> [Brief]: Search the records for the word "GeoLocation" and copy every line in which it occurs.

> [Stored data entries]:
= = =
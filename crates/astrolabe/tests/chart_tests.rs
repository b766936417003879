use astrolabe::chart::{ChartEngine, ChartError};
use astrolabe::ephemeris::{Body, SwissEphemerisAdapter};
use astrolabe::western::ZodiacSign;
use chrono::{TimeZone, Utc};

#[test]
fn test_j2000_chart_end_to_end() {
    let eph = SwissEphemerisAdapter::moshier();
    let engine = ChartEngine::new(&eph);
    let instant = Utc.with_ymd_and_hms(2000, 1, 1, 12, 0, 0).unwrap();

    let chart = engine.compute_chart(instant, 0.0, 0.0).unwrap();

    assert!(chart.is_complete());
    assert_eq!(chart.bodies.len(), 5);
    let sun = chart.body(Body::Sun).unwrap();
    assert_eq!(sun.sign, ZodiacSign::Capricorn);
    assert!((sun.longitude - 280.37).abs() < 0.1);
    assert_eq!(chart.houses[0], chart.ascendant.longitude);
}

#[test]
fn test_equal_houses_are_thirty_degrees_apart() {
    let eph = SwissEphemerisAdapter::moshier();
    let engine = ChartEngine::new(&eph);
    let instant = Utc.with_ymd_and_hms(1990, 7, 15, 8, 30, 0).unwrap();

    let chart = engine.compute_chart(instant, 40.7, -74.0).unwrap();

    for i in 0..12 {
        let next = chart.houses[(i + 1) % 12];
        let gap = (next - chart.houses[i]).rem_euclid(360.0);
        assert!((gap - 30.0).abs() < 1e-9, "cusp {} gap {}", i, gap);
    }
    for placed in &chart.bodies {
        assert!((0.0..360.0).contains(&placed.placement.longitude));
        assert!((0.0..30.0).contains(&placed.placement.degree));
    }
}

#[test]
fn test_invalid_coordinates_rejected() {
    let eph = SwissEphemerisAdapter::moshier();
    let engine = ChartEngine::new(&eph);
    let instant = Utc.with_ymd_and_hms(2000, 1, 1, 0, 0, 0).unwrap();

    let err = engine.compute_chart(instant, 91.0, 0.0).unwrap_err();
    assert!(matches!(err, ChartError::InvalidCoordinates { .. }));
    assert!(engine.compute_chart(instant, 0.0, 180.5).is_err());
}

#[test]
fn test_chart_is_deterministic() {
    let eph = SwissEphemerisAdapter::moshier();
    let engine = ChartEngine::new(&eph);
    let instant = Utc.with_ymd_and_hms(1985, 3, 2, 22, 15, 0).unwrap();

    let a = engine.compute_chart(instant, 51.5, -0.12).unwrap();
    let b = engine.compute_chart(instant, 51.5, -0.12).unwrap();
    assert_eq!(a, b);
}

#[test]
fn test_require_reports_missing_bodies() {
    let eph = SwissEphemerisAdapter::moshier();
    let engine = ChartEngine::new(&eph);
    let instant = Utc.with_ymd_and_hms(2010, 5, 5, 5, 5, 0).unwrap();

    let chart = engine
        .compute_chart_for(instant, 10.0, 10.0, &[Body::Sun, Body::Moon])
        .unwrap();
    assert!(chart.require(&[Body::Sun]).is_ok());
    match chart.require(&[Body::Sun, Body::Jupiter]) {
        Err(ChartError::MissingBodies { bodies }) => assert_eq!(bodies, vec![Body::Jupiter]),
        other => panic!("unexpected {:?}", other),
    }
}

#[test]
fn test_retrograde_flag_matches_speed() {
    let eph = SwissEphemerisAdapter::moshier();
    let engine = ChartEngine::new(&eph);
    let instant = Utc.with_ymd_and_hms(2025, 1, 10, 0, 0, 0).unwrap();

    let mars = engine.body_position(Body::Mars, instant).unwrap();
    assert!(mars.speed < 0.0);
    assert!(mars.retrograde);

    let sun = engine.body_position(Body::Sun, instant).unwrap();
    assert!(!sun.retrograde);
    assert!((sun.speed - 1.0).abs() < 0.05);
}
use chrono::{DateTime, Utc};
use serde::{Deserialize, Serialize};
use thiserror::Error;

use crate::aspects::{sort_by_orb, AspectCalculator, AspectMatch, AspectPoint};
use crate::ephemeris::{Body, EphemerisError, GeoLocation};
use crate::western::{SignPlacement, ZodiacSign};

#[derive(Error, Debug, Clone, PartialEq)]
pub enum ChartError {
    #[error("Invalid coordinates: lat {lat}, lon {lon}. Latitude must be in [-90, 90] and longitude in [-180, 180]")]
    InvalidCoordinates { lat: f64, lon: f64 },
    #[error("Chart is missing required bodies: {}", .bodies.iter().map(|b| b.name()).collect::<Vec<_>>().join(", "))]
    MissingBodies { bodies: Vec<Body> },
    #[error(transparent)]
    Ephemeris(#[from] EphemerisError),
}

/// Full state of one body at one instant.
#[derive(Debug, Clone, PartialEq, Serialize, Deserialize)]
pub struct BodyPosition {
    pub body: Body,
    /// Ecliptic longitude, [0, 360)
    pub longitude: f64,
    pub latitude: f64,
    /// Geocentric distance, AU
    pub distance: f64,
    /// Degrees per day, negative when retrograde
    pub speed: f64,
    pub retrograde: bool,
    pub sign: ZodiacSign,
    /// Degree within sign, [0, 30)
    pub degree: f64,
}

#[derive(Debug, Clone, PartialEq, Serialize, Deserialize)]
pub struct PlacedBody {
    pub body: Body,
    #[serde(flatten)]
    pub placement: SignPlacement,
}

/// A body the ephemeris could not place.
#[derive(Debug, Clone, PartialEq, Serialize, Deserialize)]
pub struct BodyFailure {
    pub body: Body,
    pub message: String,
}

/// Output of the chart engine. Bodies that failed are listed in `failed` instead of
/// `bodies`; the angles and houses never depend on the ephemeris positions.
#[derive(Debug, Clone, PartialEq, Serialize, Deserialize)]
pub struct ChartResult {
    pub instant: DateTime<Utc>,
    pub location: GeoLocation,
    pub bodies: Vec<PlacedBody>,
    pub ascendant: SignPlacement,
    pub midheaven: SignPlacement,
    /// Equal-house cusps, `houses[0]` is the ascendant
    pub houses: [f64; 12],
    pub failed: Vec<BodyFailure>,
}

impl ChartResult {
    pub fn body(&self, body: Body) -> Option<&SignPlacement> {
        self.bodies
            .iter()
            .find(|p| p.body == body)
            .map(|p| &p.placement)
    }

    pub fn is_complete(&self) -> bool {
        self.failed.is_empty()
    }

    /// Error listing every requested body that is absent from the chart.
    pub fn require(&self, bodies: &[Body]) -> Result<(), ChartError> {
        let missing: Vec<Body> = bodies
            .iter()
            .copied()
            .filter(|b| self.body(*b).is_none())
            .collect();
        if missing.is_empty() {
            Ok(())
        } else {
            Err(ChartError::MissingBodies { bodies: missing })
        }
    }

    pub fn aspect_points(&self) -> Vec<AspectPoint> {
        self.bodies
            .iter()
            .map(|p| AspectPoint::new(p.body.name(), p.placement.longitude))
            .collect()
    }

    /// Natal self-aspects for the chart wheel, tightest first.
    pub fn self_aspects(&self) -> Vec<AspectMatch> {
        let mut aspects = AspectCalculator::new().find_aspects(&self.aspect_points(), None);
        sort_by_orb(&mut aspects);
        aspects
    }
}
= = =
> [Task solution]:
use crate::ephemeris::{Body, EphemerisError, GeoLocation};
    pub location: GeoLocation,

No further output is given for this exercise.